Ese no es el caso de los EE.UU. que mantiene el índice de 2.1 hijos por
mujer.
- Una inmigración poco controlada y asumida, generadora de conflictos
étnicos crecientes que necesita de políticas de integración muy costosas y
muy difíciles de diseñar.
- Sectores públicos, en general sobredimensionados, que, en varios
países, en vez de decrecer, aumentan en número y en incompetencia y que
reducen gravemente el ámbito del mercado.
- Un eje franco-alemán decisivo para la historia y el futuro de Europa,
que está afrontando una grave crisis económica que va a debilitar su
capacidad de liderazgo y que va a requerir una reestructuración y una
reducción importante del gasto social, lo cual puede generar en ambos países
profundas y duraderas tensiones internas.
- Una Gran Bretaña que nunca acabará de decidir su integración plena en
Europa y que conservará su mercado de capitales, su moneda y su relación
privilegiada con los EE.UU. y con la Commonwealth.
- Unos nacionalismos intensos que generan deplorables políticas
defensivas en forma de excepciones tanto culturales como económicas y
sociológicas.
- Un mercado que está muy lejos de ser un mercado único tanto por el
peso del sector público como por las políticas proteccionistas, directas e
indirectas, visibles e invisibles.
- Una política agraria cada vez más absurda y más indefendible.
- Una incapacidad absoluta para poner en marcha políticas comunes en
temas básicos como defensa, política exterior e inmigración.
- Un antiamericanismo que, aunque esté causado en parte por los propios
americanos, hace cada vez más difícil recuperar el diálogo Atlántico y
favorece el del Pacífico.
- Un cansancio histórico profundo y un grave descenso de los niveles
éticos.
Con este pesado bagaje a cuestas -aún aceptando que se trata de una
descripción demasiado pesimista- el futuro de Europa, entre una América
claramente superior y un área del Pacífico con productividad y crecimiento
imparables, es como mínimo inquietante.

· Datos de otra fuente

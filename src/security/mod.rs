//! Security subsystem.
//!
//! # Data Flow
//! ```text
//! Routed request:
//!     → rate_limit.rs (global / per-IP / per-user token buckets)
//!     → Pass to circuit breaker
//! ```
//!
//! # Design Decisions
//! - Fail closed: per-user limits reject requests with no identity
//! - Rate limiting is a caller-side decision, never a backend health signal
//! - Buckets are evicted once idle long enough to be full again

pub mod rate_limit;

pub use rate_limit::{RateLimitDecision, RateLimitRejection, RateLimiter, RateLimiters};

Tendremos que hacer bastante más y
sobre todo algo muy distinto de lo que estamos haciendo para que nuestra
bella y culta Europa recupere el realismo, el vigor moral y la capacidad de
acción que necesita en esta difícil coyuntura. Vamos a ver si el núcleo duro
ibérico (Barroso, Borrell, Solana y Almunia) es capaz de animar el cotarro.
Siguiendo así -es frase de un funcionario español en Bruselas- «vamos a
aburrir a las ovejas más aburridas». Y además perder la guerra.